Exercise details → Give back only one number: how many lines in the data below contain the word "pointer".

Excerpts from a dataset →
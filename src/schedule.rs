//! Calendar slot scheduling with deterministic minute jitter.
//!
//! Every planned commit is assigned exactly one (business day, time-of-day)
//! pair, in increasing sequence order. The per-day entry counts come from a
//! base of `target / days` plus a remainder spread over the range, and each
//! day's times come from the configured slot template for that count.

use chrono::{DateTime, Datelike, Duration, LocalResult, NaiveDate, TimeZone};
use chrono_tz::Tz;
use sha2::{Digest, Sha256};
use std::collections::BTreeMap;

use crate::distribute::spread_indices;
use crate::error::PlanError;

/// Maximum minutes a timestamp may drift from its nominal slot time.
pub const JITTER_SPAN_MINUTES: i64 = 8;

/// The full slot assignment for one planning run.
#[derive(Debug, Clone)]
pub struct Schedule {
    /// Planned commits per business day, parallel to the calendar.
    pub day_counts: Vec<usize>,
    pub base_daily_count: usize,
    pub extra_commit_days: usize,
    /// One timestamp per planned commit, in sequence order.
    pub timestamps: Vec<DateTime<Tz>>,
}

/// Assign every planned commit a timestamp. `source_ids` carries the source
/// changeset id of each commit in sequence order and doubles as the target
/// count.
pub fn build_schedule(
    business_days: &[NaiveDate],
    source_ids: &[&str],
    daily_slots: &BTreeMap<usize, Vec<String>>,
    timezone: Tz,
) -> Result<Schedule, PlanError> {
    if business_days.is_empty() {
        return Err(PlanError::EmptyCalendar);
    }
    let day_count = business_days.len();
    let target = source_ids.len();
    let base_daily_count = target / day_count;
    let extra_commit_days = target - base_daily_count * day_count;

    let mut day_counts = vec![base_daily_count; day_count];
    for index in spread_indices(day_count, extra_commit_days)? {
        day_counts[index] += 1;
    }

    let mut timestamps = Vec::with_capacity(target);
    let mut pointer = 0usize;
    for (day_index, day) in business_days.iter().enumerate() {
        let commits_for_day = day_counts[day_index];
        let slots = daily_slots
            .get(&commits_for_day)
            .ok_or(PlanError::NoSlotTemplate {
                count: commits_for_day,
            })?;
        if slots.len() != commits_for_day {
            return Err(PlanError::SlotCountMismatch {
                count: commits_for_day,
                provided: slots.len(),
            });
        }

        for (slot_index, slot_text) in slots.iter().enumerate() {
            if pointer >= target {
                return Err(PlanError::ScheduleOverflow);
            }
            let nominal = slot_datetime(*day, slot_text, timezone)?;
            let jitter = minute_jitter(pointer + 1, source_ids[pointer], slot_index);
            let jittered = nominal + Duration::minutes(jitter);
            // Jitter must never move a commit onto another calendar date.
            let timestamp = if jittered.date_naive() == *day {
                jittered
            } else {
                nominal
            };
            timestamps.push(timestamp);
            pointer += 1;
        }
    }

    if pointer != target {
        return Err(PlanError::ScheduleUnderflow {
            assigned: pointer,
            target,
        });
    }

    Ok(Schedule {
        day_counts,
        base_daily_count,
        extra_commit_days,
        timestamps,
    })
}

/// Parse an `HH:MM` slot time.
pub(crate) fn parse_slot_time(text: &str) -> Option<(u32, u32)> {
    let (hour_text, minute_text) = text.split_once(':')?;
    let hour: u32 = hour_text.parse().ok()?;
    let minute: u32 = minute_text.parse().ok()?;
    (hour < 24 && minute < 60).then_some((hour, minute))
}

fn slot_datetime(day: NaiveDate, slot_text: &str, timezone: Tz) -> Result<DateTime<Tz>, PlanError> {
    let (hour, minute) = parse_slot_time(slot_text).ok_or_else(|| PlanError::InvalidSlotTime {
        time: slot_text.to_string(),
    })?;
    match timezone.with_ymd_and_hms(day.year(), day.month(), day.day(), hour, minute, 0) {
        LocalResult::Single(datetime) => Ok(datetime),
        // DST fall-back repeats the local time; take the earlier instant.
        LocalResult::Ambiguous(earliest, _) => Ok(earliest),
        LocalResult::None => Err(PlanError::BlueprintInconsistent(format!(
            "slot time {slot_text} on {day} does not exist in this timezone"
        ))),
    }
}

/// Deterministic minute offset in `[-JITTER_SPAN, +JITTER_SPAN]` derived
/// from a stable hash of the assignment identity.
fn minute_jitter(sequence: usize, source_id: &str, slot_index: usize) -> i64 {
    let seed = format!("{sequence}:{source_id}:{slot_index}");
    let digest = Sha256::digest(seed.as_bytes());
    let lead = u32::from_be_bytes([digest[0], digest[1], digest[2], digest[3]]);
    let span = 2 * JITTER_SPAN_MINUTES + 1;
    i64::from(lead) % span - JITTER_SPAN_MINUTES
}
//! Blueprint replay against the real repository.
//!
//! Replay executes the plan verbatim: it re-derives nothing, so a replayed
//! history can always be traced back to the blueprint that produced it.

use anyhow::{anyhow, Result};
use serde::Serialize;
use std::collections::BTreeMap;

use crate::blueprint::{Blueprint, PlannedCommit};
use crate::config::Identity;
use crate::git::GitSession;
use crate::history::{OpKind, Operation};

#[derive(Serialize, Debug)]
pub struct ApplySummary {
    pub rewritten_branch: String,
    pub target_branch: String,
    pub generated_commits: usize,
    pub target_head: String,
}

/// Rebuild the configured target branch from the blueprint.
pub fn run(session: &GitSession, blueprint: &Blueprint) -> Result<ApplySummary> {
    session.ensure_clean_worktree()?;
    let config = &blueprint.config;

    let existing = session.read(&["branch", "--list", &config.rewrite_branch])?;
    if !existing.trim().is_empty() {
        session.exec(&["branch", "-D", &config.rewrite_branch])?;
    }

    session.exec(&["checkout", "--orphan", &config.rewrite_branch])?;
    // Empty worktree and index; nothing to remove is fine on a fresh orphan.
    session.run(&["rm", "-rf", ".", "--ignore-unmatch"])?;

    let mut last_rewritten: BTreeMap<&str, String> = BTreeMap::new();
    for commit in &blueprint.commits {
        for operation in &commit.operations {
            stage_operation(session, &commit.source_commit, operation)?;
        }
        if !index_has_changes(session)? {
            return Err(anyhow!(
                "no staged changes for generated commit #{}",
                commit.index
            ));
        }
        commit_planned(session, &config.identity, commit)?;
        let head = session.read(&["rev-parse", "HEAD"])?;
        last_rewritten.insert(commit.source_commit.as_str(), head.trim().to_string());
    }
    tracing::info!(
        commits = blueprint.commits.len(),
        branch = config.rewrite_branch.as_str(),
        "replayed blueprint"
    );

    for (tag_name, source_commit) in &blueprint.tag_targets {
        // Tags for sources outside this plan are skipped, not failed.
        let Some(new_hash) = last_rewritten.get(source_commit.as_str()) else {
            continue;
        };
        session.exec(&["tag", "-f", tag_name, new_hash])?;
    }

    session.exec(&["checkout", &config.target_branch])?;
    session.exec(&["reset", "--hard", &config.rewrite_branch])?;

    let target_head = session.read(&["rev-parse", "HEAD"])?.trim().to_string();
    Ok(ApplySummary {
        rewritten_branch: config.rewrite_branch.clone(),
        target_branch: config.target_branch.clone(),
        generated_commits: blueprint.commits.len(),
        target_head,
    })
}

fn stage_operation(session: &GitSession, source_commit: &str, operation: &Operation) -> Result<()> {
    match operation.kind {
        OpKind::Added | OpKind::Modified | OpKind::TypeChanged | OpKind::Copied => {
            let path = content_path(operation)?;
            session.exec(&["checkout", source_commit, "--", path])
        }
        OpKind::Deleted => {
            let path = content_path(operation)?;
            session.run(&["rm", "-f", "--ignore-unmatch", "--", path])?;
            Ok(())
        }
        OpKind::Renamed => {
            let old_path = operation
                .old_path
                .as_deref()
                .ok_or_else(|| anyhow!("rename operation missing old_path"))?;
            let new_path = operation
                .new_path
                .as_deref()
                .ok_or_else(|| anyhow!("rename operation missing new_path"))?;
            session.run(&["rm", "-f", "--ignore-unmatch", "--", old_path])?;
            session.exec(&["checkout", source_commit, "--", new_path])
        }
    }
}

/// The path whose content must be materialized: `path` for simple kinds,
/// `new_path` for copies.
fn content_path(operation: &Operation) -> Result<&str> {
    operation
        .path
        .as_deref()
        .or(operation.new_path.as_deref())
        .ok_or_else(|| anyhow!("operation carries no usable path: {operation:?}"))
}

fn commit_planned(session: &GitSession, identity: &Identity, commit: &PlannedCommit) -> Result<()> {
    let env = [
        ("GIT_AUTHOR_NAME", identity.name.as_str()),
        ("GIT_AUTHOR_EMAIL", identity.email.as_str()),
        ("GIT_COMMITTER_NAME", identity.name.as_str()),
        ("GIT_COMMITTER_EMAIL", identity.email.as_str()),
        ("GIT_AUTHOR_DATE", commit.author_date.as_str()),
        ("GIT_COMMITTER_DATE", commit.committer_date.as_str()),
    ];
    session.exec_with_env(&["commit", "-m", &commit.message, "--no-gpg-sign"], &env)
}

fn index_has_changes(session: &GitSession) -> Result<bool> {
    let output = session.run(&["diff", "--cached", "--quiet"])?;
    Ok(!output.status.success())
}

Exercise result → 6